A partir de entonces, las autoridades británicas declararon la guerra abierta contra los hooligans.Ese mismo año, el gobierno de Margaret Thatcher formó un gabinete de guerra para luchar contra lo que la primera ministra describió como el enemigo interno:los hooligans.Para facilitar las nuevas medidas represivas, los medios lanzaron una campaña propagandista contra el fútbol. Hay que recordar que la nueva represión contra los hooligans coincidió con una ofensiva gubernamental contra los sindicatos y la clase obrera organizada. El clasismo entre una élite que practicaba el cricket y el rugby era rampante. Así, The Sunday Times criticó lo que veía como un «deporte barriobajero visto por barriobajeros en estadios barriobajeros». Pocos querían defender a la chusma y todos los aficionados al fútbol pasaron a ser perfilados como violentos o parias sociales.
Con el aumento de fuertes medidas de represión dentro y fuera de los estadios, la sección dura de los hooligans se volvió aún más violenta con el auge de las firmas,grupos restringidos de choque formados por amigos para evitar la infiltración policial. Así la violencia en masa fue reemplazada por la de bandas pequeñas. Por lo general, los enfrentamientos eran más sangrientos, pues favorecían las navajas; a veces aparecían tarjetas de visita encima de las víctimas anunciando la autoría del ataque, como si ello fuese necesario. El grupo más notorio era el Inter-City Firm del londinense West Ham, cuyos miembros preferían viajar en vagones de primera clase para evitar los Football Specials, trenes baratos que transportaban a los hinchas a los partidos acompañados de policía.

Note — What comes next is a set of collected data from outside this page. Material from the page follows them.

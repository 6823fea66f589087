#![forbid(unsafe_code)]

use std::sync::Arc;
use tracing::{error, info};
use uuid::Uuid;

use crate::audit::{AuditAction, AuditEntry};
use crate::clock::Clock;
use crate::notification::{Notification, ProposalResolvedNotification};
use crate::outbox::Outbox;
use crate::proposal::{ProposalStatus, SubjectType};
use crate::store::ProposalStore;
use crate::{Error, Result};

const ENTITY_TYPE: &str = "consent_proposal";
const SYSTEM_ACTOR: &str = "system";

/// Periodic sweep over timed-out proposals. Deadlines are evaluated
/// lazily; the sweep only has to guarantee that no proposal stays pending
/// after `expires_at`, not precise scheduling. Overlapping invocations are
/// safe: each transition is a conditional update, so a proposal already
/// resolved by a racing scan (or a racing approve/decline) is skipped.
pub struct ExpiryScanner {
    store: Arc<dyn ProposalStore>,
    clock: Arc<dyn Clock>,
    outbox: Arc<Outbox>,
    interval: std::time::Duration,
}

impl ExpiryScanner {
    pub fn new(store: Arc<dyn ProposalStore>, clock: Arc<dyn Clock>, outbox: Arc<Outbox>) -> Self {
        Self {
            store,
            clock,
            outbox,
            interval: std::time::Duration::from_secs(300),
        }
    }

    pub fn with_interval(mut self, interval: std::time::Duration) -> Self {
        self.interval = interval;
        self
    }

    /// Transition every pending proposal past its deadline to `expired`.
    /// Returns the ids actually expired by this invocation.
    pub async fn check_once(&self) -> Result<Vec<Uuid>> {
        let now = self.clock.now();
        let pending = self.store.list_pending(None).await?;
        let mut expired = Vec::new();

        for proposal in pending {
            if !proposal.is_expired(now) {
                continue;
            }

            let pending_status = proposal.status;
            let mut updated = proposal.clone();
            updated.status = ProposalStatus::Expired;
            updated.resolved_at = Some(now);

            let updated = match self.store.update_conditional(updated, pending_status).await {
                Ok(updated) => updated,
                Err(Error::InvalidState(_)) => continue,
                Err(e) => return Err(e),
            };

            info!(proposal_id = %updated.id, "proposal expired");
            expired.push(updated.id);

            let notification = Notification::ProposalResolved(ProposalResolvedNotification {
                proposal_id: updated.id,
                family_id: updated.family_id.clone(),
                subject_type: updated.subject_type.to_string(),
                outcome: "expired".to_string(),
                resolved_by: None,
                decline_reason: None,
                resolved_at: now,
            });
            self.outbox
                .emit(
                    updated.id,
                    AuditEntry::new(
                        AuditAction::Expired,
                        ENTITY_TYPE,
                        updated.id.to_string(),
                        SYSTEM_ACTOR,
                        now,
                    ),
                    vec![(updated.proposer_id.clone(), notification)],
                )
                .await;
        }

        Ok(expired)
    }

    /// Mark elapsed dissolution cooling periods `completed` so downstream
    /// deletion never re-triggers. Other subject types are "in effect" the
    /// moment a reader observes `effective_at <= now` and need no
    /// transition.
    pub async fn complete_elapsed(&self) -> Result<Vec<Uuid>> {
        let now = self.clock.now();
        let cooling = self.store.list_cooling().await?;
        let mut completed = Vec::new();

        for proposal in cooling {
            if proposal.subject_type != SubjectType::Dissolution {
                continue;
            }
            let Some(effective_at) = proposal.effective_at else {
                continue;
            };
            if now < effective_at {
                continue;
            }

            let mut updated = proposal.clone();
            updated.status = ProposalStatus::Completed;

            let updated = match self
                .store
                .update_conditional(updated, ProposalStatus::CoolingPeriod)
                .await
            {
                Ok(updated) => updated,
                Err(Error::InvalidState(_)) => continue,
                Err(e) => return Err(e),
            };

            info!(proposal_id = %updated.id, "dissolution grace window elapsed");
            completed.push(updated.id);

            self.outbox
                .emit(
                    updated.id,
                    AuditEntry::new(
                        AuditAction::Completed,
                        ENTITY_TYPE,
                        updated.id.to_string(),
                        SYSTEM_ACTOR,
                        now,
                    ),
                    Vec::new(),
                )
                .await;
        }

        Ok(completed)
    }

    pub fn spawn(self: Arc<Self>) -> tokio::task::JoinHandle<()> {
        let scanner = self;
        tokio::spawn(async move {
            loop {
                match scanner.check_once().await {
                    Ok(expired) if !expired.is_empty() => {
                        info!(count = expired.len(), "expired {} proposals", expired.len());
                    }
                    Err(e) => {
                        error!(error = %e, "expiry sweep failed");
                    }
                    _ => {}
                }
                if let Err(e) = scanner.complete_elapsed().await {
                    error!(error = %e, "completion sweep failed");
                }
                tokio::time::sleep(scanner.interval).await;
            }
        })
    }
}

#[cfg(test)]
mod tests {
    use super::*;
    use crate::audit::InMemoryAuditRecorder;
    use crate::clock::ManualClock;
    use crate::notification::NotificationService;
    use crate::proposal::{ConsentProposal, ProposalPayload, SettingKey, SettingValue};
    use crate::store::InMemoryProposalStore;
    use chrono::{Duration, Utc};

    fn scanner_with_store() -> (ExpiryScanner, Arc<InMemoryProposalStore>, Arc<ManualClock>) {
        let store = Arc::new(InMemoryProposalStore::new());
        let clock = Arc::new(ManualClock::new(Utc::now()));
        let outbox = Arc::new(Outbox::new(
            Arc::new(InMemoryAuditRecorder::new()),
            Arc::new(NotificationService::new()),
        ));
        let scanner = ExpiryScanner::new(store.clone(), clock.clone(), outbox);
        (scanner, store, clock)
    }

    fn pending_setting(created_at: chrono::DateTime<Utc>) -> ConsentProposal {
        ConsentProposal::new(
            "fam-1",
            SubjectType::SafetySetting,
            SettingKey::MonitoringInterval,
            "alice",
            ProposalPayload::Setting {
                key: SettingKey::MonitoringInterval,
                current: SettingValue::Number(60),
                proposed: SettingValue::Number(30),
            },
            ProposalStatus::PendingApproval,
            created_at,
            Some(created_at + Duration::hours(72)),
        )
    }

    #[tokio::test]
    async fn test_expires_only_past_deadline() {
        let (scanner, store, clock) = scanner_with_store();

        let stale = store.create(pending_setting(clock.now())).await.unwrap();
        clock.advance(Duration::hours(73));
        let fresh = store.create(pending_setting(clock.now())).await.unwrap();

        let expired = scanner.check_once().await.unwrap();
        assert_eq!(expired, vec![stale.id]);

        let stale = store.get(&stale.id).await.unwrap().unwrap();
        assert_eq!(stale.status, ProposalStatus::Expired);
        assert!(stale.resolved_at.is_some());

        let fresh = store.get(&fresh.id).await.unwrap().unwrap();
        assert_eq!(fresh.status, ProposalStatus::PendingApproval);
    }

    #[tokio::test]
    async fn test_sweep_is_idempotent() {
        let (scanner, store, clock) = scanner_with_store();

        store.create(pending_setting(clock.now())).await.unwrap();
        clock.advance(Duration::hours(73));

        let first = scanner.check_once().await.unwrap();
        assert_eq!(first.len(), 1);

        let second = scanner.check_once().await.unwrap();
        assert!(second.is_empty());
    }

    #[tokio::test]
    async fn test_dissolution_completes_after_grace_window() {
        let (scanner, store, clock) = scanner_with_store();

        let mut dissolution = ConsentProposal::new(
            "fam-1",
            SubjectType::Dissolution,
            SettingKey::Custom("dissolution".into()),
            "alice",
            ProposalPayload::Dissolution { reason: None },
            ProposalStatus::CoolingPeriod,
            clock.now(),
            None,
        );
        dissolution.resolved_at = Some(clock.now());
        dissolution.effective_at = Some(clock.now() + Duration::days(30));
        let dissolution = store.create(dissolution).await.unwrap();

        let completed = scanner.complete_elapsed().await.unwrap();
        assert!(completed.is_empty());

        clock.advance(Duration::days(31));
        let completed = scanner.complete_elapsed().await.unwrap();
        assert_eq!(completed, vec![dissolution.id]);

        // Re-running is a no-op.
        let again = scanner.complete_elapsed().await.unwrap();
        assert!(again.is_empty());

        let stored = store.get(&dissolution.id).await.unwrap().unwrap();
        assert_eq!(stored.status, ProposalStatus::Completed);
    }

    #[tokio::test]
    async fn test_setting_cooling_period_left_untouched() {
        let (scanner, store, clock) = scanner_with_store();

        let mut cooling = pending_setting(clock.now());
        cooling.status = ProposalStatus::CoolingPeriod;
        cooling.expires_at = None;
        cooling.resolved_at = Some(clock.now());
        cooling.effective_at = Some(clock.now() + Duration::hours(48));
        let cooling = store.create(cooling).await.unwrap();

        clock.advance(Duration::hours(49));
        scanner.check_once().await.unwrap();
        scanner.complete_elapsed().await.unwrap();

        // In effect by read; no explicit terminal marker for settings.
        let stored = store.get(&cooling.id).await.unwrap().unwrap();
        assert_eq!(stored.status, ProposalStatus::CoolingPeriod);
        assert!(stored.is_in_effect(clock.now()));
    }
}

Finalmente, nació la Premier League en 1992, proyecto ideado para frenar la violencia, cambiar la imagen y sanear la base social del fútbol, diluyendo la presencia de un público eminentemente obrero y masculino, para atraer a los estadios a familias y gente de un estrato social superior. La Premier es hoy una liga de lujo, con estadios reformados sin fondos de pie, mucha videovigilancia y numerosas zonas vip. Hasta cierto punto la violencia se ha desplazado a las ligas inferiores. También la violencia se ha adaptado a la nueva realidad: hay pocos incidentes en los estadios pero eso sólo esconde el hecho de que los ultras, a través de la tecnología moderna – internet y móviles-, organizan batallas con el enemigo en lugares con poca presencia policial. De esta forma, en Inglaterra, se mantiene viva una cultura violenta con muchas referencias históricas.